Great Barrier Reef Restaurants
Tel: 61 74 946 8580
Husband-and-wife chef team Danny Chapman and Lisa Mackay took over The Beach House kitchen in July 2006, fresh from Melbourne's sophisticated dining scene. Ever since, they've been getting raves for their beachy, light cuisine; the flash-fried whole baby barramundi on rice noodles with an Asian herb salad is fast becoming the restaurant's signature dish. An extensive wine list includes top Australian labels in all price brackets, plus acclaimed special-occasion vintages—all housed in an impressive climate-controlled cellar. The resort at Hamilton Island is an easy day trip from Airlie Beach on the mainland, but since the ferries only run until 6 p.m., lunch is the better choice if you're just stopping by.
Port Douglas Marina
Tel: 61 74 098 5279
Some of the Barrier Reef's best, albeit priciest, cuisine can be consumed afloat. On the luxury 56-foot yacht Enterprise, which can be day-chartered for up to ten people, you can lounge on deck-top leather couches and feast on freshly shucked oysters with Atlantic salmon caviar, coral trout ceviche, or Moreton Bay bugs (like small lobsters) with green mango salad—and those are just the appetizers. Entrées might include pan-fried barramundi, barbecued loin of lamb, whole marinated spatchcock with mint yogurt dressing, or a mixed seafood platter. The food is prepared by Port Douglas Catering, cooked by the Enterprise's onboard chef, and served by meticulously attentive hostesses as you cruise around and enjoy the tropical scenery. Every menu is tailored to guests' tastes and matched with top regional wines.
Angsana Spa Resort
Tel: 61 74 055 3000
Angsana Spa Resort's signature restaurant dishes up wonderful Asian-inspired seafood; our favorite choice is the macadamia-crusted soft shell crab with banana blossom, pomelo, and water chestnuts. If you're all fished out, there are also meat dishes, like the consummately local smoked trio of crocodile, kangaroo, and emu with wattle-seed damper (an Australian bush bread) and mango-mint salsa. The wine list is extensive, and the setting romantic: Candlelit tables sit just feet from the shore, flanked by flaming torches and coconut palms.
Tel: 61 74 940 1234
With its opulent Louis XVI furnishings, Waterford crystal chandelier, original artwork, and cascading limestone fountain, La Fontaine is the culinary showpiece of Hayman Island's resort, an easy day-trip destination from the coastal town of Airlie Beach. The restaurant is open just two or three nights a week, and serves both à la carte and degustation dinners (reserve a table several days in advance). Chef Andrew Morrow's decadent mod-Euro cuisine combines classic French culinary techniques with premium local ingredients. Start with parfait of duck liver, Crystal Bay prawns with celeriac and saffron horseradish foam, or Iberica ham with fresh figs. Move on to Black Angus fillet with truffle gnocchi, or pan-seared fillet of ocean trout, and finish up with a dessert of perfect tarte tatin. While diners tuck in, a pianist plays and attentive white-clad waiters keep everyone's glass full. Uncork a special bottle: Hayman has 750 fine vintages to choose from.
Tel: 61 74 940 1234
Surrounded by Asian art and artifacts (including a beatific Buddha statue and 18th-century screens), diners here enjoy high-end fusion cuisine and views over Japanese gardens. The eclectic menu includes dishes from China, Malaysia, Thailand, and Japan: wok-fried tiger prawns, mud crab or Australian rock lobster with chiles, ginger, and shallots; delicately roasted duck in plum sauce with Asian greens; and barramundi with aromatic spices. The discreet waitstaff blends into the Zen environs—except when you need something.

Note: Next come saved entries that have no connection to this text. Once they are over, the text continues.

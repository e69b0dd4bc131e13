//! Descriptor shared across threads
//!
//! [`TypeDescriptor::materialize`] must not run concurrently on one
//! descriptor. Builder work is already serialized by the `&mut` borrow of the
//! host; [`SharedDescriptor`] additionally keeps the state and live type
//! consistent for threads that only read them, or that promote or invalidate
//! the descriptor while another thread materializes it.

use parking_lot::RwLock;
use tether_sdk::{ChangeKind, TypeBuilder, TypeHandle};

use crate::descriptor::{TypeDescriptor, TypeState};
use crate::error::ReflectResult;

/// Thread-safe wrapper around a [`TypeDescriptor`]
pub struct SharedDescriptor<B: TypeBuilder> {
    inner: RwLock<TypeDescriptor<B>>,
}

impl<B: TypeBuilder> SharedDescriptor<B> {
    /// Wrap a descriptor
    pub fn new(descriptor: TypeDescriptor<B>) -> Self {
        Self {
            inner: RwLock::new(descriptor),
        }
    }

    /// Materialize under the write lock.
    ///
    /// Up-to-date reads take the read lock only and never block each other.
    pub fn materialize(&self, host: &mut B::Host) -> ReflectResult<TypeHandle<B::Field>> {
        if let Some(handle) = self.inner.read().current(host) {
            return Ok(handle);
        }
        self.inner.write().materialize(host)
    }

    /// Current staleness
    pub fn state(&self) -> TypeState {
        self.inner.read().state()
    }

    /// Last materialized handle
    pub fn live_type(&self) -> Option<TypeHandle<B::Field>> {
        self.inner.read().live_type()
    }

    /// Consistent snapshot of state and live type
    pub fn snapshot(&self) -> (TypeState, Option<TypeHandle<B::Field>>) {
        let guard = self.inner.read();
        (guard.state(), guard.live_type())
    }

    /// Promote staleness
    pub fn promote(&self, change: ChangeKind) -> TypeState {
        self.inner.write().promote(change)
    }

    /// Forget the live type
    pub fn invalidate(&self) {
        self.inner.write().invalidate();
    }

    /// Run `f` with shared access to the descriptor
    pub fn with<R>(&self, f: impl FnOnce(&TypeDescriptor<B>) -> R) -> R {
        f(&self.inner.read())
    }

    /// Unwrap the descriptor
    pub fn into_inner(self) -> TypeDescriptor<B> {
        self.inner.into_inner()
    }
}

impl<B: TypeBuilder> From<TypeDescriptor<B>> for SharedDescriptor<B> {
    fn from(descriptor: TypeDescriptor<B>) -> Self {
        Self::new(descriptor)
    }
}
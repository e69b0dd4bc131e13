//! Non-owning handles to host reflection objects
//!
//! The host's reflection registry owns every reflection object. Everyone else
//! refers to them through a generational handle: a slot index plus the stamp
//! the slot had when the object was stored. Freeing a slot bumps its stamp,
//! so handles taken before the free are detectably dead instead of dangling.

use std::fmt;
use std::hash::{Hash, Hasher};
use std::marker::PhantomData;

/// Untyped generational handle
#[derive(Debug, Clone, Copy, PartialEq, Eq, Hash)]
pub struct RawHandle {
    /// Slot index in the owning registry
    pub index: u32,
    /// Slot stamp at the time the handle was issued
    pub stamp: u32,
}

impl RawHandle {
    /// Create a raw handle
    pub const fn new(index: u32, stamp: u32) -> Self {
        Self { index, stamp }
    }
}

/// Handle to a reflection object of kind `T`
pub struct TypeHandle<T> {
    raw: RawHandle,
    _kind: PhantomData<fn() -> T>,
}

impl<T> TypeHandle<T> {
    /// Wrap a raw handle issued by a registry holding `T`s
    pub const fn from_raw(raw: RawHandle) -> Self {
        Self {
            raw,
            _kind: PhantomData,
        }
    }

    /// Untyped form
    pub const fn raw(&self) -> RawHandle {
        self.raw
    }

    /// Slot index
    pub const fn index(&self) -> u32 {
        self.raw.index
    }
}

impl<T> Clone for TypeHandle<T> {
    fn clone(&self) -> Self {
        *self
    }
}

impl<T> Copy for TypeHandle<T> {}

impl<T> PartialEq for TypeHandle<T> {
    fn eq(&self, other: &Self) -> bool {
        self.raw == other.raw
    }
}

impl<T> Eq for TypeHandle<T> {}

impl<T> Hash for TypeHandle<T> {
    fn hash<H: Hasher>(&self, state: &mut H) {
        self.raw.hash(state);
    }
}

impl<T> fmt::Debug for TypeHandle<T> {
    fn fmt(&self, f: &mut fmt::Formatter<'_>) -> fmt::Result {
        write!(f, "TypeHandle({}v{})", self.raw.index, self.raw.stamp)
    }
}

#[cfg(test)]
mod tests {
    use super::*;

    struct Opaque;

    #[test]
    fn test_handle_identity() {
        let a: TypeHandle<Opaque> = TypeHandle::from_raw(RawHandle::new(3, 1));
        let b = a;
        let c: TypeHandle<Opaque> = TypeHandle::from_raw(RawHandle::new(3, 2));

        assert_eq!(a, b);
        assert_ne!(a, c);
        assert_eq!(a.index(), c.index());
        assert_eq!(format!("{:?}", a), "TypeHandle(3v1)");
    }
}
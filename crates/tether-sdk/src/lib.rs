//! Tether SDK - contract types for reflected-type builders
//!
//! This crate holds what a type builder, a host reflection system, or a
//! struct initializer needs to plug into `tether-engine` without depending on
//! the engine itself:
//!
//! - [`TypeMetadata`]: questions the engine asks of a metadata record
//! - [`AssemblyContext`]: identity of one assembly load generation
//! - [`TypeHandle`]: generational, non-owning handle to a reflection object
//! - [`TypeBuilder`], [`ReflectionHost`], [`StructInitializer`]: collaborator traits
//!
//! # Example
//!
//! ```ignore
//! use tether_sdk::{BuildResult, TypeBuilder, TypeHandle};
//!
//! impl TypeBuilder for StructBuilder {
//!     type Metadata = StructRecord;
//!     type Field = HostStruct;
//!     type Host = HostRegistry;
//!
//!     fn new(metadata: Arc<StructRecord>, assembly: Arc<AssemblyContext>) -> Self {
//!         Self { metadata, assembly, handle: None }
//!     }
//!
//!     fn create_type(&mut self, host: &mut HostRegistry) -> BuildResult<TypeHandle<HostStruct>> {
//!         // find or insert placeholder
//!     }
//!     // rebuild_type, update_type
//! }
//! ```

#![warn(missing_docs)]

mod assembly;
mod builder;
mod error;
mod handle;
mod metadata;

pub use assembly::{AssemblyContext, AssemblyId, Generation};
pub use builder::{ReflectionHost, StructInitializer, TypeBuilder};
pub use error::{BuildError, BuildResult};
pub use handle::{RawHandle, TypeHandle};
pub use metadata::{ChangeKind, TypeKind, TypeMetadata};
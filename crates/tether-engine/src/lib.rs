//! Tether Engine
//!
//! Materializes types declared in an external, hot-reloadable assembly as
//! native reflection objects of a host, through a pluggable per-kind
//! [`TypeBuilder`](tether_sdk::TypeBuilder):
//! - **Descriptor**: per-type staleness state machine (`descriptor` module)
//! - **Shared descriptor**: per-descriptor serialization for threaded hosts (`shared` module)
//! - **Registry**: host-side owner of reflection objects (`registry` module)
//! - **Loader**: assembly load generations and unload waiting (`loader` module)
//! - **Type table**: one assembly's descriptors and hot reload (`table` module)
//! - **Initializer**: struct instance initialization entry point (`initializer` module)
//!
//! # Example
//!
//! ```rust,ignore
//! use tether_engine::{AssemblyLoader, ReflectionRegistry, TypeTable};
//!
//! let mut loader = AssemblyLoader::new();
//! let mut host = ReflectionRegistry::new();
//!
//! // Load and materialize
//! let assembly = loader.load("Game", ["Foo"]);
//! let mut table: TypeTable<StructBuilder> = TypeTable::new(assembly);
//! table.insert(foo_metadata)?;
//! let foo = table.materialize("Foo", &mut host)?;
//!
//! // Hot reload: diff, promote, and rebuild or update lazily
//! let next = loader.load("Game", ["Foo"]);
//! let summary = table.apply_reload(next, new_records)?;
//! let foo = table.materialize("Foo", &mut host)?;
//! ```

#![warn(missing_docs)]
#![warn(rust_2018_idioms)]

pub mod config;
pub mod defaults;
pub mod descriptor;
pub mod error;
pub mod initializer;
pub mod loader;
pub mod registry;
pub mod shared;
pub mod table;

pub use config::LoaderOptions;
pub use descriptor::{TypeDescriptor, TypeState};
pub use error::{BuildPhase, ReflectError, ReflectResult};
pub use initializer::initialize_struct;
pub use loader::AssemblyLoader;
pub use registry::ReflectionRegistry;
pub use shared::SharedDescriptor;
pub use table::{MaterializeReport, ReloadSummary, TypeTable};

pub use tether_sdk::{
    AssemblyContext, AssemblyId, BuildError, BuildResult, ChangeKind, Generation, RawHandle,
    ReflectionHost, StructInitializer, TypeBuilder, TypeHandle, TypeKind, TypeMetadata,
};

Dinner only; call ahead for reservations.
Thala Beach Lodge
Private Beach Road, Oak Beach
Tel: 61 74 098 5700
Osprey's is used to discerning diners: Celebrities and power brokers, including former Soviet leader Mikhail Gorbachev, are among Thala Beach Lodge's well-heeled guests. A suitably elevated circular dining space looks out over the rain forest canopy to the Coral Sea; diners can feast on the spectacular views along with dishes like green curry of crocodile and prawns, free-range chicken with a macadamia crust and red-pepper coulis, and wild barramundi in Asian spices. You might as well go all out and get the lime mousse with raspberry compote for dessert—and one of the Australian boutique winery vintages, too.
Hamilton Island Resort
Tel: 61 74 946 8019
This place is serious about its meat—so serious that the chefs have grade-A beef flown in twice-weekly from around Australia. Your choice of sirloin, T-bone, rib filet, or rump roast arrives sizzling, with one of four classic sauces and a baked potato stuffed with sour cream and bacon. Big eaters who hate to choose between cuts should opt for the Steakhouse's signature dish: a macho-sized mixed grill. There's also schnitzel, salmon steak, sausages, lamb, and ribs. Needless to say, vegetarians should head elsewhere.